12Zo spreekt de Heer van de machten: ‘In het land dat vernield is, verlaten door mens en dier, zal bij alle steden weer weidegrond liggen, waar de herders met hun schapen kunnen rusten: 13bij de steden van het bergland, van de Sefela, de Negev, in Benjamin, in de omgeving van Jeruzalem en bij de andere steden van Juda. De schapen zullen weer onder de hand van de teller doorgaan’, zegt de Heer.
Ik vervul de belofte
14‘De tijd komt – godsspraak van de Heer – dat Ik de belofte vervul die Ik Israël en Juda gedaan heb. 15In die dagen, in die tijd schenk Ik David een wettelijke afstammeling die het land rechtvaardig en eerlijk bestuurt. 16In die dagen wordt Juda gered en is Jeruzalem veilig.

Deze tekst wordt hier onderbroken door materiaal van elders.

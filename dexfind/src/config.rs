//! Daemon configuration.
//!
//! Loads configuration from environment variables with sensible defaults.

use std::env;
use std::fmt;
use std::str::FromStr;
use std::time::Duration;

use dexfin_connectors::endpoints::{REQUEST_TIMEOUT_MS, REST_URL, WS_URL};
use dexfin_connectors::{
    apply_capacity_overrides, default_rate_limits, BookSyncConfig, ConnectorConfig, LimitId,
    RateLimit,
};
use dexfin_domain::{ApiCredentials, TradingPair};
use zeroize::Zeroizing;

use crate::error::{DaemonError, DaemonResult};

/// Instruments tracked when `DEXFIN_TRADING_PAIRS` is unset.
pub const DEFAULT_TRADING_PAIRS: &str = "BTC-USDT";

// =============================================================================
// Configuration
// =============================================================================

/// Daemon configuration.
#[derive(Debug, Clone)]
pub struct Config {
    /// Exchange endpoints and credentials
    pub exchange: ExchangeConfig,

    /// Market data configuration
    pub market_data: MarketDataConfig,

    /// Rate-limit capacity overrides, applied on top of the default table
    pub rate_limit_overrides: Vec<(LimitId, u32)>,

    /// Environment (test, development, production)
    pub environment: Environment,
}

/// Exchange endpoints and credentials.
#[derive(Clone)]
pub struct ExchangeConfig {
    /// REST base URL
    pub rest_url: String,
    /// Streaming URL
    pub ws_url: String,
    /// Per-request timeout
    pub request_timeout: Duration,
    /// API key (private endpoints disabled when absent)
    pub api_key: Option<String>,
    /// API secret
    pub api_secret: Option<Zeroizing<String>>,
}

/// Market data configuration.
#[derive(Debug, Clone)]
pub struct MarketDataConfig {
    /// Instruments to track
    pub trading_pairs: Vec<TradingPair>,
    /// Silence after which a book is marked stale
    pub book_stale_after: Duration,
    /// Clock resync period
    pub clock_sync_interval: Duration,
    /// Top-of-book log period
    pub report_interval: Duration,
}

/// Environment type.
#[derive(Debug, Clone, Copy, PartialEq, Eq)]
pub enum Environment {
    /// Test environment
    Test,
    /// Development environment
    Development,
    /// Production environment
    Production,
}

impl Config {
    /// Load configuration from environment variables.
    pub fn from_env() -> DaemonResult<Self> {
        // Load .env file if present (ignore errors)
        let _ = dotenvy::dotenv();

        Self::from_lookup(|key| env::var(key).ok())
    }

    /// Load configuration from an arbitrary variable source.
    pub fn from_lookup(lookup: impl Fn(&str) -> Option<String>) -> DaemonResult<Self> {
        let environment = load_environment(&lookup)?;
        let exchange = load_exchange_config(&lookup)?;
        let market_data = load_market_data_config(&lookup)?;
        let rate_limit_overrides = match lookup("DEXFIN_RATE_LIMIT_OVERRIDES") {
            Some(raw) => parse_rate_limit_overrides(&raw)?,
            None => Vec::new(),
        };

        let config = Self {
            exchange,
            market_data,
            rate_limit_overrides,
            environment,
        };
        // Reject overrides for limits the table doesn't define
        config.rate_limits()?;
        Ok(config)
    }

    /// Create test configuration.
    pub fn test() -> Self {
        Self {
            exchange: ExchangeConfig {
                rest_url: "http://127.0.0.1:0".to_string(),
                ws_url: "ws://127.0.0.1:0".to_string(),
                request_timeout: Duration::from_secs(2),
                api_key: None,
                api_secret: None,
            },
            market_data: MarketDataConfig {
                trading_pairs: default_trading_pairs(),
                book_stale_after: Duration::from_secs(5),
                clock_sync_interval: Duration::from_secs(60),
                report_interval: Duration::from_secs(1),
            },
            rate_limit_overrides: Vec::new(),
            environment: Environment::Test,
        }
    }

    /// Connector settings derived from this configuration.
    pub fn connector_config(&self) -> ConnectorConfig {
        ConnectorConfig {
            rest_url: self.exchange.rest_url.clone(),
            ws_url: self.exchange.ws_url.clone(),
            request_timeout: self.exchange.request_timeout,
        }
    }

    /// Book synchronizer settings derived from this configuration.
    pub fn book_sync_config(&self) -> BookSyncConfig {
        BookSyncConfig {
            stale_after: self.market_data.book_stale_after,
            ..BookSyncConfig::default()
        }
    }

    /// Default rate-limit table with the configured overrides applied.
    pub fn rate_limits(&self) -> DaemonResult<Vec<RateLimit>> {
        let mut limits = default_rate_limits();
        apply_capacity_overrides(&mut limits, &self.rate_limit_overrides)?;
        Ok(limits)
    }
}

impl ExchangeConfig {
    /// Credentials, when both halves are configured.
    pub fn credentials(&self) -> Option<ApiCredentials> {
        match (&self.api_key, &self.api_secret) {
            (Some(key), Some(secret)) => Some(ApiCredentials::new(key.clone(), secret.as_str())),
            _ => None,
        }
    }
}

impl fmt::Debug for ExchangeConfig {
    fn fmt(&self, f: &mut fmt::Formatter<'_>) -> fmt::Result {
        f.debug_struct("ExchangeConfig")
            .field("rest_url", &self.rest_url)
            .field("ws_url", &self.ws_url)
            .field("request_timeout", &self.request_timeout)
            .field("api_key", &self.api_key)
            .field("api_secret", &self.api_secret.as_ref().map(|_| "<redacted>"))
            .finish()
    }
}

impl Default for Config {
    fn default() -> Self {
        Self {
            exchange: ExchangeConfig {
                rest_url: REST_URL.to_string(),
                ws_url: WS_URL.to_string(),
                request_timeout: Duration::from_millis(REQUEST_TIMEOUT_MS),
                api_key: None,
                api_secret: None,
            },
            market_data: MarketDataConfig {
                trading_pairs: default_trading_pairs(),
                book_stale_after: Duration::from_secs(30),
                clock_sync_interval: Duration::from_secs(300),
                report_interval: Duration::from_secs(10),
            },
            rate_limit_overrides: Vec::new(),
            environment: Environment::Development,
        }
    }
}

impl fmt::Display for Environment {
    fn fmt(&self, f: &mut fmt::Formatter<'_>) -> fmt::Result {
        match self {
            Environment::Test => write!(f, "test"),
            Environment::Development => write!(f, "development"),
            Environment::Production => write!(f, "production"),
        }
    }
}

// =============================================================================
// Loaders
// =============================================================================

fn load_environment(lookup: &impl Fn(&str) -> Option<String>) -> DaemonResult<Environment> {
    let env_str = lookup("DEXFIN_ENV").unwrap_or_else(|| "development".to_string());

    match env_str.to_lowercase().as_str() {
        "test" => Ok(Environment::Test),
        "development" | "dev" => Ok(Environment::Development),
        "production" | "prod" => Ok(Environment::Production),
        other => Err(DaemonError::Config(format!(
            "Invalid DEXFIN_ENV: {}. Expected: test, development, production",
            other
        ))),
    }
}

fn load_exchange_config(lookup: &impl Fn(&str) -> Option<String>) -> DaemonResult<ExchangeConfig> {
    let non_empty = |key: &str| lookup(key).map(|v| v.trim().to_string()).filter(|v| !v.is_empty());

    let api_key = non_empty("DEXFIN_API_KEY");
    let api_secret = non_empty("DEXFIN_SECRET_KEY").map(Zeroizing::new);
    if api_key.is_some() != api_secret.is_some() {
        return Err(DaemonError::Config(
            "DEXFIN_API_KEY and DEXFIN_SECRET_KEY must be set together".to_string(),
        ));
    }

    let timeout_ms = load_number(lookup, "DEXFIN_REQUEST_TIMEOUT_MS", REQUEST_TIMEOUT_MS)?;

    Ok(ExchangeConfig {
        rest_url: non_empty("DEXFIN_REST_URL").unwrap_or_else(|| REST_URL.to_string()),
        ws_url: non_empty("DEXFIN_WS_URL").unwrap_or_else(|| WS_URL.to_string()),
        request_timeout: Duration::from_millis(timeout_ms),
        api_key,
        api_secret,
    })
}

fn load_market_data_config(
    lookup: &impl Fn(&str) -> Option<String>,
) -> DaemonResult<MarketDataConfig> {
    let trading_pairs = match lookup("DEXFIN_TRADING_PAIRS") {
        Some(raw) => parse_trading_pairs(&raw)?,
        None => default_trading_pairs(),
    };

    Ok(MarketDataConfig {
        trading_pairs,
        book_stale_after: Duration::from_secs(load_number(lookup, "DEXFIN_BOOK_STALE_SECS", 30)?),
        clock_sync_interval: Duration::from_secs(load_number(lookup, "DEXFIN_CLOCK_SYNC_SECS", 300)?),
        report_interval: Duration::from_secs(load_number(lookup, "DEXFIN_BOOK_REPORT_SECS", 10)?),
    })
}

/// Positive integer variable, `default` when unset.
fn load_number(lookup: &impl Fn(&str) -> Option<String>, key: &str, default: u64) -> DaemonResult<u64> {
    match lookup(key) {
        Some(val) => match u64::from_str(val.trim()) {
            Ok(0) | Err(_) => Err(DaemonError::Config(format!("Invalid {} value: {}", key, val))),
            Ok(n) => Ok(n),
        },
        None => Ok(default),
    }
}

fn default_trading_pairs() -> Vec<TradingPair> {
    parse_trading_pairs(DEFAULT_TRADING_PAIRS).unwrap_or_default()
}

/// `BTC-USDT,ETH-USDT` → pairs, duplicates dropped.
fn parse_trading_pairs(raw: &str) -> DaemonResult<Vec<TradingPair>> {
    let mut pairs: Vec<TradingPair> = Vec::new();
    for item in raw.split(',').map(str::trim).filter(|s| !s.is_empty()) {
        let pair = TradingPair::from_str(item)
            .map_err(|e| DaemonError::Config(format!("Invalid DEXFIN_TRADING_PAIRS entry {}: {}", item, e)))?;
        if !pairs.contains(&pair) {
            pairs.push(pair);
        }
    }

    if pairs.is_empty() {
        return Err(DaemonError::Config("DEXFIN_TRADING_PAIRS is empty".to_string()));
    }
    Ok(pairs)
}

/// `ORDERS=5,DEPTH=20` → capacity overrides.
fn parse_rate_limit_overrides(raw: &str) -> DaemonResult<Vec<(LimitId, u32)>> {
    raw.split(',')
        .map(str::trim)
        .filter(|s| !s.is_empty())
        .map(|item| {
            let invalid =
                || DaemonError::Config(format!("Invalid DEXFIN_RATE_LIMIT_OVERRIDES entry: {}", item));
            let (name, capacity) = item.split_once('=').ok_or_else(invalid)?;
            let id = LimitId::from_str(name)?;
            let capacity = u32::from_str(capacity.trim()).map_err(|_| invalid())?;
            Ok((id, capacity))
        })
        .collect()
}

// =============================================================================
// Tests
// =============================================================================

#[cfg(test)]
mod tests {
    use super::*;
    use std::collections::HashMap;

    fn load(vars: &[(&str, &str)]) -> DaemonResult<Config> {
        let vars: HashMap<String, String> = vars
            .iter()
            .map(|(k, v)| (k.to_string(), v.to_string()))
            .collect();
        Config::from_lookup(|key| vars.get(key).cloned())
    }

    #[test]
    fn test_default_config() {
        let config = Config::default();

        assert_eq!(config.exchange.rest_url, REST_URL);
        assert_eq!(config.exchange.request_timeout, Duration::from_secs(10));
        assert_eq!(config.environment, Environment::Development);
        assert!(config.exchange.credentials().is_none());
    }

    #[test]
    fn test_test_config() {
        let config = Config::test();

        assert_eq!(config.environment, Environment::Test);
        assert_eq!(config.market_data.trading_pairs.len(), 1);
    }

    #[test]
    fn test_empty_environment_uses_defaults() {
        let config = load(&[]).unwrap();

        assert_eq!(config.environment, Environment::Development);
        assert_eq!(config.exchange.ws_url, WS_URL);
        assert_eq!(config.market_data.book_stale_after, Duration::from_secs(30));
        assert_eq!(config.market_data.trading_pairs[0].to_string(), "BTC-USDT");
        assert!(config.rate_limit_overrides.is_empty());
    }

    #[test]
    fn test_full_environment() {
        let config = load(&[
            ("DEXFIN_ENV", "prod"),
            ("DEXFIN_API_KEY", "key"),
            ("DEXFIN_SECRET_KEY", "secret"),
            ("DEXFIN_REST_URL", "http://localhost:9000"),
            ("DEXFIN_TRADING_PAIRS", "btc-usdt, ETH-USDT,BTC-USDT"),
            ("DEXFIN_REQUEST_TIMEOUT_MS", "2500"),
            ("DEXFIN_BOOK_STALE_SECS", "12"),
            ("DEXFIN_CLOCK_SYNC_SECS", "60"),
            ("DEXFIN_RATE_LIMIT_OVERRIDES", "orders=5, DEPTH=20"),
        ])
        .unwrap();

        assert_eq!(config.environment, Environment::Production);
        assert_eq!(config.exchange.rest_url, "http://localhost:9000");
        assert_eq!(config.exchange.request_timeout, Duration::from_millis(2500));
        assert_eq!(config.market_data.trading_pairs.len(), 2);
        assert_eq!(config.book_sync_config().stale_after, Duration::from_secs(12));
        assert_eq!(config.market_data.clock_sync_interval, Duration::from_secs(60));
        assert_eq!(
            config.rate_limit_overrides,
            vec![(LimitId::Orders, 5), (LimitId::Depth, 20)]
        );

        let credentials = config.exchange.credentials().unwrap();
        assert_eq!(credentials.api_key(), "key");

        let limits = config.rate_limits().unwrap();
        let orders = limits.iter().find(|l| l.id == LimitId::Orders).unwrap();
        assert_eq!(orders.capacity, 5);
    }

    #[test]
    fn test_invalid_values_are_rejected() {
        assert!(load(&[("DEXFIN_ENV", "staging")]).is_err());
        assert!(load(&[("DEXFIN_BOOK_STALE_SECS", "0")]).is_err());
        assert!(load(&[("DEXFIN_REQUEST_TIMEOUT_MS", "soon")]).is_err());
        assert!(load(&[("DEXFIN_TRADING_PAIRS", "BTCUSDT")]).is_err());
        assert!(load(&[("DEXFIN_TRADING_PAIRS", " , ")]).is_err());
        assert!(load(&[("DEXFIN_API_KEY", "key")]).is_err());
    }

    #[test]
    fn test_unknown_rate_limit_name_is_rejected() {
        let result = load(&[("DEXFIN_RATE_LIMIT_OVERRIDES", "WARP_SPEED=10")]);

        assert!(matches!(result, Err(DaemonError::Connector(_))));
        assert!(load(&[("DEXFIN_RATE_LIMIT_OVERRIDES", "ORDERS")]).is_err());
        assert!(load(&[("DEXFIN_RATE_LIMIT_OVERRIDES", "ORDERS=-1")]).is_err());
    }

    #[test]
    fn test_debug_redacts_secret() {
        let config = load(&[("DEXFIN_API_KEY", "key"), ("DEXFIN_SECRET_KEY", "hunter2")]).unwrap();

        let printed = format!("{:?}", config);

        assert!(!printed.contains("hunter2"));
        assert!(printed.contains("<redacted>"));
    }

    #[test]
    fn test_environment_display() {
        assert_eq!(Environment::Test.to_string(), "test");
        assert_eq!(Environment::Development.to_string(), "development");
        assert_eq!(Environment::Production.to_string(), "production");
    }
}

En de stad zal heten “De Heer, onze gerechtigheid”.’ 17Zo spreekt de Heer: ‘Het zal David nooit aan een opvolger ontbreken die op de troon van Israël zetelt. 18Ook zullen er altijd Levitische priesters blijven, die Mij dagelijks brandoffers opdragen, meeloffers en slachtoffers’.19Het woord van de Heer kwam tot Jeremia: 20‘Zo spreekt de Heer: Als iemand ooit mijn verbond met de dag en de nacht zou verbreken, zodat het niet meer op tijd dag en nacht wordt, 21dan wordt ook mijn verbond verbroken met mijn dienaar David; dan zal hij geen zoon meer hebben om hem op de troon op te volgen. Dit geldt ook voor mijn verbond met de Levitische priesters, mijn dienaren. 22Zo ontelbaar als de sterren aan de hemel, zo onmetelijk als het zand aan de zee, maak Ik het nageslacht van mijn dienaar David en van de Levieten die in mijn dienst staan’. 23Het woord van de Heer kwam tot Jeremia: 24‘Hebt u gemerkt wat de volken zeggen: “De twee stammen die de Heer had uitverkoren, heeft Hij verworpen.” Ze verachten mijn volk; het is in hun ogen geen natie meer.’ 25Zo spreekt de Heer: ‘Als Ik geen verbond heb gesloten met de dag en de nacht, en aan hemel en aarde geen vaste wetten heb gegeven, 26dan zal Ik het nageslacht van Jakob en van mijn dienaar David verwerpen; steeds weer kies Ik iemand uit zijn nageslacht om over de nakomelingen van Abraham, Isaak en Jakob te heersen. Ik herstel hen in hun vroegere staat en ontferm mij over hen.’